Chère lectrice, cher lecteur,
Lorsque j’ai découvert le thème de ce numéro, une association d’idées aussi infernale que le Grand 8 de Palavas-les-flots a vu le jour dans mon esprit, engloutissant ce dernier dans les labyrinthes les plus infâmes du Désespoir-avec-un-grand-D. Vintage ! Vintage ! Friperie ! Vieillerie ! Temps qui passe ! Vieillesse… Vieillir. Une conversation lointaine a alors jailli fielleusement des méandres tortueux de mon cerveau : j’avais 18 ans et me trouvais à l’entrée d’un complexe de boîte de nuit, prête à en découdre avec le dance-floor. Une de mes top-mega-cops-à-la-vie-à-la-mort-les-filles-d’abord-big-bisou-bien-baveux m’a proposé d’aller au Palace :
- Haaaaaaaaaaaaa ! Non ! C’est une boîte de vieux, ils ont tous au moins 25 ans là-dedans, ai-je répondu outragée, façon jeune pucelle agressée par des propos orduriers.
Oui, j’ai proféré cette ignominieuse affirmation. Et maintenant, « ô rage, ô vieillesse ennemie », comme dirait l’autre vieille peau d’un ton tragique, ayant dépassé la vingtaine, cette phrase me revient en pleine face, telle un boomerang ultra perfectionné de Tortue Ninja, me précipitant au fond du gouffre du trou de l’angoisse de prendre de l’âge. Mais je n’en suis pas à mon premier coup de vieux, crois-moi. Tout a commencé une nuit de pleine lune, en automne, alors que la ville était profondément endormie…
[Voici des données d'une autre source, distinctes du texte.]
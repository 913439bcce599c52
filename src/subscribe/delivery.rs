//! Delivery modes and the per-view-model delivery ledger.

use std::any::Any;
use std::collections::{HashMap, HashSet};

use parking_lot::Mutex;

/// How a subscription behaves across deactivation and reactivation.
#[derive(Debug, Clone, PartialEq, Eq)]
pub enum DeliveryMode {
    /// On reactivation, redeliver the most recent value even if it was
    /// already delivered before deactivation.
    RedeliverOnStart,
    /// Values are delivered at most once per distinct value, keyed by a
    /// subscription id that must be unique among this view model's active
    /// subscriptions. Survives resubscription under the same id.
    UniqueOnly(String),
}

impl DeliveryMode {
    pub fn unique(id: impl Into<String>) -> Self {
        Self::UniqueOnly(id.into())
    }

    pub(crate) fn subscription_id(&self) -> Option<&str> {
        match self {
            Self::RedeliverOnStart => None,
            Self::UniqueOnly(id) => Some(id),
        }
    }
}

/// Records, per unique subscription id, the last value delivered and which
/// ids are currently live. Values are type-erased; each id is only ever used
/// with one projected type, so the downcast in [`Self::matches_last`] cannot
/// observe a foreign type unless an id is reused across subscriptions with
/// different projections, which the duplicate check forbids.
#[derive(Default)]
pub(crate) struct DeliveryLedger {
    last_delivered: Mutex<HashMap<String, Box<dyn Any + Send>>>,
    active: Mutex<HashSet<String>>,
}

impl DeliveryLedger {
    /// Claim an id for a live subscription.
    ///
    /// # Panics
    ///
    /// Panics if the id is already claimed: two simultaneous unique-only
    /// subscriptions with the same id would silently eat each other's
    /// deliveries.
    pub(crate) fn register(&self, id: &str) {
        let inserted = self.active.lock().insert(id.to_string());
        assert!(
            inserted,
            "duplicate unique-only subscription id {id:?}; ids must be unique \
             among a view model's simultaneously active subscriptions"
        );
    }

    pub(crate) fn deregister(&self, id: &str) {
        self.active.lock().remove(id);
    }

    /// Whether `value` equals the last value delivered under `id`.
    pub(crate) fn matches_last<K>(&self, id: &str, value: &K) -> bool
    where
        K: PartialEq + 'static,
    {
        self.last_delivered
            .lock()
            .get(id)
            .and_then(|last| last.downcast_ref::<K>())
            .is_some_and(|last| last == value)
    }

    pub(crate) fn record<K>(&self, id: &str, value: K)
    where
        K: Send + 'static,
    {
        self.last_delivered
            .lock()
            .insert(id.to_string(), Box::new(value));
    }
}

#[cfg(test)]
mod tests {
    use super::*;

    #[test]
    fn ledger_tracks_last_delivered_per_id() {
        let ledger = DeliveryLedger::default();
        assert!(!ledger.matches_last("a", &1i64));
        ledger.record("a", 1i64);
        assert!(ledger.matches_last("a", &1i64));
        assert!(!ledger.matches_last("a", &2i64));
        assert!(!ledger.matches_last("b", &1i64));
    }

    #[test]
    fn id_survives_resubscription() {
        let ledger = DeliveryLedger::default();
        ledger.register("a");
        ledger.record("a", 5i64);
        ledger.deregister("a");
        // The delivery record outlives the subscription.
        ledger.register("a");
        assert!(ledger.matches_last("a", &5i64));
    }

    #[test]
    #[should_panic(expected = "duplicate unique-only subscription id")]
    fn duplicate_active_id_panics() {
        let ledger = DeliveryLedger::default();
        ledger.register("a");
        ledger.register("a");
    }
}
Je me trouve au cœur d’un rêve absolument extatique : un gargantuesque chariot de fromages affinés roule, roule, roule en une course effrénée et passionnée jusqu’à moi puis stoppe net face à mon corps secoué de frissons délicieux. C’est le coup de foudre Shakespearien : Roméo and Juliette peuvent aller se rhabiller. Mon palpitant frémit devant tant d’attraits, mes narines se dilatent taurinement sous l’effet de l’odorant fumet. Je ne sais où donner de la tête : roquefort, brie, cantal, saint marcellin… Tout attise mon désir et mon ventre se noue en un spasme de pure délectation. Je me pourlèche les babines, tenaillée par l’envie insoutenable de croquer dans un vieux Pélardon bien sécos, approche une main tremblante d’envie quand soudain….
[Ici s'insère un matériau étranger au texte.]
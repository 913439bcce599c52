//! Subscription delivery: dedup, delivery modes, lifecycle gating.

use std::fmt::Debug;
use std::future::ready;
use std::time::Duration;

use statecraft::{Async, DeliveryMode, LifecycleOwner, State, ViewModel};
use tokio::sync::mpsc;
use tokio::time::timeout;

#[derive(Clone, PartialEq, Debug, Default)]
struct Dashboard {
    count: i64,
    label: String,
    report: Async<String>,
}

impl State for Dashboard {}

async fn recv<T>(rx: &mut mpsc::UnboundedReceiver<T>) -> T {
    timeout(Duration::from_secs(5), rx.recv())
        .await
        .expect("delivery timed out")
        .expect("subscription channel closed")
}

/// Waits until every task has gone idle without a delivery arriving.
async fn assert_quiet<T: Debug>(rx: &mut mpsc::UnboundedReceiver<T>) {
    if let Ok(Some(extra)) = timeout(Duration::from_millis(100), rx.recv()).await {
        panic!("unexpected delivery: {extra:?}");
    }
}

fn bump_count(vm: &ViewModel<Dashboard>) {
    vm.set_state(|s| Dashboard {
        count: s.count + 1,
        ..s
    });
}

fn relabel(vm: &ViewModel<Dashboard>, label: &str) {
    let label = label.to_string();
    vm.set_state(move |s| Dashboard {
        label: label.clone(),
        ..s
    });
}

#[tokio::test(start_paused = true)]
async fn projected_subscription_skips_unchanged_values() {
    let vm = ViewModel::new(Dashboard::default());
    let (tx, mut rx) = mpsc::unbounded_channel();

    let _job = vm.on_each1(None, DeliveryMode::RedeliverOnStart, |s| s.count, move |count| {
        let _ = tx.send(count);
        ready(())
    });

    assert_eq!(recv(&mut rx).await, 0);
    relabel(&vm, "a");
    relabel(&vm, "b");
    assert_quiet(&mut rx).await;

    bump_count(&vm);
    assert_eq!(recv(&mut rx).await, 1);
}

#[tokio::test(start_paused = true)]
async fn whole_state_subscription_does_not_dedup() {
    let vm = ViewModel::new(Dashboard::default());
    let (tx, mut rx) = mpsc::unbounded_channel();

    let _job = vm.on_each(None, DeliveryMode::RedeliverOnStart, move |s: Dashboard| {
        let _ = tx.send(s.count);
        ready(())
    });

    assert_eq!(recv(&mut rx).await, 0);
    // Identity commits still publish; raw subscriptions see each one.
    vm.set_state(|s| s);
    vm.set_state(|s| s);
    assert_eq!(recv(&mut rx).await, 0);
    assert_eq!(recv(&mut rx).await, 0);
}

#[tokio::test(start_paused = true)]
async fn inactive_subscriber_coalesces_to_the_newest_state() {
    let vm = ViewModel::new(Dashboard::default());
    let owner = LifecycleOwner::new();
    let (tx, mut rx) = mpsc::unbounded_channel();

    let _job = vm.on_each1(
        Some(owner.handle()),
        DeliveryMode::RedeliverOnStart,
        |s| s.count,
        move |count| {
            let _ = tx.send(count);
            ready(())
        },
    );

    bump_count(&vm);
    bump_count(&vm);
    bump_count(&vm);
    vm.await_state().await.unwrap();
    // Held while inactive; intermediate values are superseded.
    assert_quiet(&mut rx).await;

    owner.set_active(true);
    assert_eq!(recv(&mut rx).await, 3);
    assert_quiet(&mut rx).await;
}

#[tokio::test(start_paused = true)]
async fn redeliver_on_start_replays_on_reactivation() {
    let vm = ViewModel::new(Dashboard::default());
    let owner = LifecycleOwner::started();
    let (tx, mut rx) = mpsc::unbounded_channel();

    let _job = vm.on_each1(
        Some(owner.handle()),
        DeliveryMode::RedeliverOnStart,
        |s| s.count,
        move |count| {
            let _ = tx.send(count);
            ready(())
        },
    );

    assert_eq!(recv(&mut rx).await, 0);

    owner.set_active(false);
    assert_quiet(&mut rx).await;
    owner.set_active(true);
    assert_eq!(recv(&mut rx).await, 0);
}

#[tokio::test(start_paused = true)]
async fn unique_only_does_not_replay_on_reactivation() {
    let vm = ViewModel::new(Dashboard::default());
    let owner = LifecycleOwner::started();
    let (tx, mut rx) = mpsc::unbounded_channel();

    let _job = vm.on_each1(
        Some(owner.handle()),
        DeliveryMode::unique("count"),
        |s| s.count,
        move |count| {
            let _ = tx.send(count);
            ready(())
        },
    );

    assert_eq!(recv(&mut rx).await, 0);

    owner.set_active(false);
    assert_quiet(&mut rx).await;
    owner.set_active(true);
    assert_quiet(&mut rx).await;

    bump_count(&vm);
    assert_eq!(recv(&mut rx).await, 1);
}

#[tokio::test(start_paused = true)]
async fn unique_only_survives_resubscription_under_the_same_id() {
    let vm = ViewModel::new(Dashboard::default());
    bump_count(&vm);
    vm.await_state().await.unwrap();

    let (tx, mut rx) = mpsc::unbounded_channel();
    let job = vm.on_each1(None, DeliveryMode::unique("count"), |s| s.count, {
        let tx = tx.clone();
        move |count| {
            let _ = tx.send(count);
            ready(())
        }
    });
    assert_eq!(recv(&mut rx).await, 1);

    job.cancel();
    job.join().await;

    // Same id, same current value: nothing is redelivered.
    let _job = vm.on_each1(None, DeliveryMode::unique("count"), |s| s.count, move |count| {
        let _ = tx.send(count);
        ready(())
    });
    assert_quiet(&mut rx).await;

    bump_count(&vm);
    assert_eq!(recv(&mut rx).await, 2);
}

#[tokio::test(start_paused = true)]
#[should_panic(expected = "duplicate unique-only subscription id")]
async fn duplicate_unique_id_panics_at_the_call_site() {
    let vm = ViewModel::new(Dashboard::default());
    let _first = vm.on_each1(None, DeliveryMode::unique("count"), |s| s.count, |_| ready(()));
    let _second = vm.on_each1(None, DeliveryMode::unique("count"), |s| s.count, |_| ready(()));
}

#[tokio::test(start_paused = true)]
async fn on_async_routes_success_and_failure() {
    let vm = ViewModel::new(Dashboard::default());
    let (tx, mut rx) = mpsc::unbounded_channel();

    let success_tx = tx.clone();
    let _job = vm.on_async(
        None,
        DeliveryMode::RedeliverOnStart,
        |s: &Dashboard| &s.report,
        move |error| {
            let _ = tx.send(format!("fail: {error}"));
        },
        move |report| {
            let _ = success_tx.send(format!("ok: {report}"));
        },
    );

    vm.execute(
        async { Ok::<_, anyhow::Error>("ready".to_string()) },
        None,
        None,
        |s, report| Dashboard { report, ..s },
    )
    .join()
    .await;
    assert_eq!(recv(&mut rx).await, "ok: ready");

    vm.execute(
        async { Err::<String, _>(anyhow::anyhow!("boom")) },
        None,
        None,
        |s, report| Dashboard { report, ..s },
    )
    .join()
    .await;
    assert_eq!(recv(&mut rx).await, "fail: boom");
}

#[tokio::test(start_paused = true)]
async fn multi_field_subscription_fires_when_any_field_changes() {
    let vm = ViewModel::new(Dashboard::default());
    let (tx, mut rx) = mpsc::unbounded_channel();

    let _job = vm.on_each2(
        None,
        DeliveryMode::RedeliverOnStart,
        |s| s.count,
        |s| s.label.clone(),
        move |count, label| {
            let _ = tx.send((count, label));
            ready(())
        },
    );

    assert_eq!(recv(&mut rx).await, (0, String::new()));
    relabel(&vm, "x");
    assert_eq!(recv(&mut rx).await, (0, "x".to_string()));
    bump_count(&vm);
    assert_eq!(recv(&mut rx).await, (1, "x".to_string()));
}

#[tokio::test(start_paused = true)]
async fn clearing_the_view_model_ends_subscriptions() {
    let vm = ViewModel::new(Dashboard::default());
    let (tx, mut rx) = mpsc::unbounded_channel();

    let job = vm.on_each1(None, DeliveryMode::RedeliverOnStart, |s| s.count, move |count| {
        let _ = tx.send(count);
        ready(())
    });
    assert_eq!(recv(&mut rx).await, 0);

    vm.on_cleared();
    job.join().await;

    // The store still accepts mutations, but nothing is delivered.
    bump_count(&vm);
    vm.await_state().await.unwrap();
    assert_quiet(&mut rx).await;
}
- Non, non, non, arrêêêêêêêêête !!!!!!! Tu vas me décoiffer !!!!!! Rends-moi ma clooooooooope !!!!!!
(Rire hystérique) (cri hystérique) (rire hystérique)
- Bon, d’accooooooooord, je te la rends mais on fait moit’ moit’ alors !
(Cri hystérique) (rire hystérique) (cri hystérique)
- Allez Titouan, laisse-la ! Fais pas ton relou !!!!!!
(Bruit de moteur) (Bob-Sinclar-à-fond-les-ballons) (rires hystériques) (extinction du moteur) ( re-Bob-Sinclar-que-quand-y-en-a-plus-y-en-encore)
Je me réveille en sursaut, quittant avec rage mon songe délicieusement fromager et réalise, outrée, qu’une abominable bande de djeuns vient de troubler mon rêve érotique mon repos dûment mérité. Lorsque je prends connaissance de l’heure : 2 heures du matin, un vilain rictus haineux se dessine sur mon visage enfariné. Telle une star du catch, je sers les poings à m’en faire blanchir les phalanges et couiner les articulations. NON, ça ne se passera pas comme ça. Je ne laisserai pas ces boutonneux-tendus-du-slip impunis. Je secoue doucement LHLV * afin qu’il se réveille et venge cet affront aussi efficacement que Oui-oui contre les gobeurs de son. Un grognement conclut ma vaine tentative. Je tente une tapette légèrement plus violente sans aucun résultat probant, si ce n’est un vague gargouillis couvrant une phrase ensommeillée et incongrue : « Des gougeons et des boulons ». Je subodore finement que je vais devoir vaincre seule, telle Pégase face au chevalier d’argent du lézard lors du 556ème épisode des Chevaliers du Zodiaque. Le feu sacré de la combativité entre en moi, ze eye of ze tiger‘s spirit me pénètre et je rejette d’un geste altier ma couette-double-plumetis-pour-des-nuits-sans-soucis.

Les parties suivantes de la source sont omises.